## WHAT THE TASK ASKS:
Print the first line of the records below and every line after it, up to and including the line with "async fn apply(&self, changes: Vec<Change>)". Print nothing else.

## DATA FOR PROCESSING:
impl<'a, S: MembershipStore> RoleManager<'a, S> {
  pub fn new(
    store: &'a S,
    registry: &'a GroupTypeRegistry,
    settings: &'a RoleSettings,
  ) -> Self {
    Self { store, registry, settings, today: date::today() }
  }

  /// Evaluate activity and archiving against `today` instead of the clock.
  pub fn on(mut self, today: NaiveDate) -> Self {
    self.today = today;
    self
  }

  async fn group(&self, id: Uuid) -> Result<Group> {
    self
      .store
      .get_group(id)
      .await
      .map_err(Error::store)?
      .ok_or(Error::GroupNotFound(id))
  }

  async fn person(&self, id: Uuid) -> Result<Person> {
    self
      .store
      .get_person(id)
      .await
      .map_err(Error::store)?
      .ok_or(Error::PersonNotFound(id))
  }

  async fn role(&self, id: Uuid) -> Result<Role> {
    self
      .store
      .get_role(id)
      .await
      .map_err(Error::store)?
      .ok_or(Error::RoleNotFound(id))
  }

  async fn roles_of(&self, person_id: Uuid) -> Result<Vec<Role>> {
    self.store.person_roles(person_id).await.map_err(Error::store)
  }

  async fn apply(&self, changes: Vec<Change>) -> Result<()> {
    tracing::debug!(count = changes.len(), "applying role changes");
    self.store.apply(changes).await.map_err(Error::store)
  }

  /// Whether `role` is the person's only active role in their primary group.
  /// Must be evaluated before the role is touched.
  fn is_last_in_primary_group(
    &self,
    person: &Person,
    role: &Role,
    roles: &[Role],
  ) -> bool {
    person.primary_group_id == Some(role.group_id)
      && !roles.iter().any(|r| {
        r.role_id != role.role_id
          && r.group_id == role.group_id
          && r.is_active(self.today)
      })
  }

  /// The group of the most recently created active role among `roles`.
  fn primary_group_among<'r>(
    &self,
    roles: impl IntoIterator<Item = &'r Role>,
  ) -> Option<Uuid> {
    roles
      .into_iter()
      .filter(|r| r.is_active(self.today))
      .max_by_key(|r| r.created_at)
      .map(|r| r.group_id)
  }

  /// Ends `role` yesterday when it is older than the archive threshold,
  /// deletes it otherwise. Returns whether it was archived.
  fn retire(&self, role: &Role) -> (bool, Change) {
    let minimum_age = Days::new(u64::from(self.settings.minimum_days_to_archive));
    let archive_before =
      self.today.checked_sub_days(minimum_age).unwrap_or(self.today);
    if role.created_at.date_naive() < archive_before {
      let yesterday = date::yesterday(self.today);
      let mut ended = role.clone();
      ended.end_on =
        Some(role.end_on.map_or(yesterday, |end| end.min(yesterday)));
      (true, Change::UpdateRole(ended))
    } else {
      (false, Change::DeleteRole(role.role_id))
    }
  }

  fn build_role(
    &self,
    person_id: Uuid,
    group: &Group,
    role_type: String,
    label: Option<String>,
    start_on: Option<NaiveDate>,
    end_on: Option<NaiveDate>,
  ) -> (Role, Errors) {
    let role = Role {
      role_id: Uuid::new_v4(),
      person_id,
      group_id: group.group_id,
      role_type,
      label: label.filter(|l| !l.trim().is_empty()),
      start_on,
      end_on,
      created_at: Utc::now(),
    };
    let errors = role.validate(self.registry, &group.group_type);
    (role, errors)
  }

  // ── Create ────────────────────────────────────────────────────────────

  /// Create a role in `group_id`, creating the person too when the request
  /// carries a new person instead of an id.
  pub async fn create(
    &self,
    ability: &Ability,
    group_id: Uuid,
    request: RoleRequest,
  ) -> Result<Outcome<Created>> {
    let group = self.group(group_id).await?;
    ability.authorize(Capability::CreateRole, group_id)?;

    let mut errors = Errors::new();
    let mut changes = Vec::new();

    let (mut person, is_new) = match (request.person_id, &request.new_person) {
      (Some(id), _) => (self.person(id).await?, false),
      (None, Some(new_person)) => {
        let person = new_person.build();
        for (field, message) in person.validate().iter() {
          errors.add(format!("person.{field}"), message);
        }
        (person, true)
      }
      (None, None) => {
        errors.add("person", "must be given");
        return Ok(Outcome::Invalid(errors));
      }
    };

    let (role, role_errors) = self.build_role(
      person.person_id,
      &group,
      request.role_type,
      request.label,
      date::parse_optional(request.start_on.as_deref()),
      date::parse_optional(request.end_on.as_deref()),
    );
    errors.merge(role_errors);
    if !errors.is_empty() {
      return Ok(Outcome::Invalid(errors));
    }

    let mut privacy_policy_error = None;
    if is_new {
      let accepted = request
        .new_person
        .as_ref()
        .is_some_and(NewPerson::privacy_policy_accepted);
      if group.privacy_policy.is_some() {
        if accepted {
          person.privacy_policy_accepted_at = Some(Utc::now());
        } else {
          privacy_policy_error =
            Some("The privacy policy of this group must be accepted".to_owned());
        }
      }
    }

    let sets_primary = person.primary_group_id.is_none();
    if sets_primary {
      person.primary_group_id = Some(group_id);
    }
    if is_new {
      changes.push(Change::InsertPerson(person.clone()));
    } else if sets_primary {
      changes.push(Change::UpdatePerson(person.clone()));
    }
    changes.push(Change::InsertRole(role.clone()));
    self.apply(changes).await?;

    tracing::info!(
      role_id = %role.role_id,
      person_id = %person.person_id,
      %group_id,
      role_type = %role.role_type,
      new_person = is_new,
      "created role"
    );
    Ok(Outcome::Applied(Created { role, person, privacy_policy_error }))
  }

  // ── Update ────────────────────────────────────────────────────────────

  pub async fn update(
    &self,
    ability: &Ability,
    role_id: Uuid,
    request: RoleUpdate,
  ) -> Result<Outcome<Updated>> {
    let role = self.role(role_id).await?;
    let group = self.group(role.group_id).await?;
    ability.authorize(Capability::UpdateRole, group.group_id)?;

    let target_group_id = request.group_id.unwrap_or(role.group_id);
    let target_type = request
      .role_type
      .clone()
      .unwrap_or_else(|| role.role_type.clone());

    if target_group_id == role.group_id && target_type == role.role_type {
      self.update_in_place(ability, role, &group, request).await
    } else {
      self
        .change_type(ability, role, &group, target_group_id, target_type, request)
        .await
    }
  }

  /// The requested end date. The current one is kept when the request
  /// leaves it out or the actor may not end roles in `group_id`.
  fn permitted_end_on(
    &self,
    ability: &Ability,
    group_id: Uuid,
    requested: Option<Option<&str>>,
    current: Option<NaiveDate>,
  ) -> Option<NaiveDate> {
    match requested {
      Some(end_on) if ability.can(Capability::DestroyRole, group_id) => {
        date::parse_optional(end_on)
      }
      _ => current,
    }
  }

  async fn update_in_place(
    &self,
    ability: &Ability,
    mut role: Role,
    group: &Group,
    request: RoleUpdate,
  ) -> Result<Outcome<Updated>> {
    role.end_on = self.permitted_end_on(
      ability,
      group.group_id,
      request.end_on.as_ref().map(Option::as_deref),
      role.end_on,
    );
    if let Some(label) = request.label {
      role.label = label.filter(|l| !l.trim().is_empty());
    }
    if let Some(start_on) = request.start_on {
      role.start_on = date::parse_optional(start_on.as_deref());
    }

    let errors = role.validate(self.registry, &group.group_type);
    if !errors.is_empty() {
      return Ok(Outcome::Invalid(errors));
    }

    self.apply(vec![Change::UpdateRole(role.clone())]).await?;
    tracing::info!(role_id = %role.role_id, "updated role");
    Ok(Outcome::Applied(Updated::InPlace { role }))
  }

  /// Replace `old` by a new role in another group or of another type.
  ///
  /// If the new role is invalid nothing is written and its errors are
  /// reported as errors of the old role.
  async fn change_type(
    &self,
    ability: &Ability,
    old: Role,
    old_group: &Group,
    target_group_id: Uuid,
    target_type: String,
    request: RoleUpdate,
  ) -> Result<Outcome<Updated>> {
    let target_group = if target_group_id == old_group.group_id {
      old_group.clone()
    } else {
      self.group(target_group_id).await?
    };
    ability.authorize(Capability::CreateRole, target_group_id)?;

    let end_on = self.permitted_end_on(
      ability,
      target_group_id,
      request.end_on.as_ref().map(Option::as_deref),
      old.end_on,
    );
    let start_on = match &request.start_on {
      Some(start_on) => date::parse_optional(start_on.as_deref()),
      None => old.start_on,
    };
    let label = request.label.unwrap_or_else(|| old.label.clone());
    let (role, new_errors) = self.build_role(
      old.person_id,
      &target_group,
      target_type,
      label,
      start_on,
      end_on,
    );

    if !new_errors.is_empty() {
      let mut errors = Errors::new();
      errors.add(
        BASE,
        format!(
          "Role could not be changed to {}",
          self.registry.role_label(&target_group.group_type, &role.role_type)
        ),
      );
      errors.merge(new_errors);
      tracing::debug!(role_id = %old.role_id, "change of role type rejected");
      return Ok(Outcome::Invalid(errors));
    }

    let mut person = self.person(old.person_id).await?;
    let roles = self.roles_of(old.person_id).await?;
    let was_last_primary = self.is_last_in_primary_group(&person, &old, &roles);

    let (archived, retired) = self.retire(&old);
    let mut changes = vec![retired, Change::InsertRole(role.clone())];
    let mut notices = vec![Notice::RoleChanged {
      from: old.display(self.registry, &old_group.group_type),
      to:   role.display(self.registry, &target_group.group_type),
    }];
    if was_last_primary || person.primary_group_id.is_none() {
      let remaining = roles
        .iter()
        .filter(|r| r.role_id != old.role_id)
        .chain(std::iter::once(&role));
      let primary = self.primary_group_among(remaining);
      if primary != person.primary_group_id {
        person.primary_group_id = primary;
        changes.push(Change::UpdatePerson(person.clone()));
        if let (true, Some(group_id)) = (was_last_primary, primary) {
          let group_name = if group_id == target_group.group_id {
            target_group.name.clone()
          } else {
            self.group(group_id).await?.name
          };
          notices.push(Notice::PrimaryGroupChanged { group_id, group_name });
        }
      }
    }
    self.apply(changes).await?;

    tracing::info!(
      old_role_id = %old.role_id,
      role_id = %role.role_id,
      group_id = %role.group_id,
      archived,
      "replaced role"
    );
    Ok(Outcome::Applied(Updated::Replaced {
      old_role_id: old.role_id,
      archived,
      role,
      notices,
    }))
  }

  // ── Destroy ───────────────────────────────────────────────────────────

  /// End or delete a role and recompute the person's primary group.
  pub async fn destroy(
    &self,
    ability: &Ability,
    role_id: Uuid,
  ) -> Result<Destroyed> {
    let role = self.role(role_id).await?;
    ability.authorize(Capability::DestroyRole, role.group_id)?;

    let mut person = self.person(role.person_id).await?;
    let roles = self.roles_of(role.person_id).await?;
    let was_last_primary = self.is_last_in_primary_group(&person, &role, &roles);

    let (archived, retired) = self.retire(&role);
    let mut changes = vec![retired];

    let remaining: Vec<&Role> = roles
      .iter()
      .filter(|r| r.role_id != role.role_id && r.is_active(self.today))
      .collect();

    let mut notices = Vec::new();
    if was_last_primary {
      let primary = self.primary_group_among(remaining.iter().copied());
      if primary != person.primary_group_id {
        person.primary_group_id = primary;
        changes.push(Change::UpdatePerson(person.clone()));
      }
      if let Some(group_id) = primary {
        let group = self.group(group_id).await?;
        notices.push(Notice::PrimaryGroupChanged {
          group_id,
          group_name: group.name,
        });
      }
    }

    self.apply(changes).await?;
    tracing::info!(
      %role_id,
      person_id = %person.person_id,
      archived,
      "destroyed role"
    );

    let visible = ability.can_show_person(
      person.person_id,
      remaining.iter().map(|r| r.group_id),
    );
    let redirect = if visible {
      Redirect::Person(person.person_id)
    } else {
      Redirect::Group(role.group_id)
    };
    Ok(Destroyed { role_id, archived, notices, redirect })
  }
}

## TASK RESULT:
impl<'a, S: MembershipStore> RoleManager<'a, S> {
  pub fn new(
    store: &'a S,
    registry: &'a GroupTypeRegistry,
    settings: &'a RoleSettings,
  ) -> Self {
    Self { store, registry, settings, today: date::today() }
  }

  /// Evaluate activity and archiving against `today` instead of the clock.
  pub fn on(mut self, today: NaiveDate) -> Self {
    self.today = today;
    self
  }

  async fn group(&self, id: Uuid) -> Result<Group> {
    self
      .store
      .get_group(id)
      .await
      .map_err(Error::store)?
      .ok_or(Error::GroupNotFound(id))
  }

  async fn person(&self, id: Uuid) -> Result<Person> {
    self
      .store
      .get_person(id)
      .await
      .map_err(Error::store)?
      .ok_or(Error::PersonNotFound(id))
  }

  async fn role(&self, id: Uuid) -> Result<Role> {
    self
      .store
      .get_role(id)
      .await
      .map_err(Error::store)?
      .ok_or(Error::RoleNotFound(id))
  }

  async fn roles_of(&self, person_id: Uuid) -> Result<Vec<Role>> {
    self.store.person_roles(person_id).await.map_err(Error::store)
  }

  async fn apply(&self, changes: Vec<Change>) -> Result<()> {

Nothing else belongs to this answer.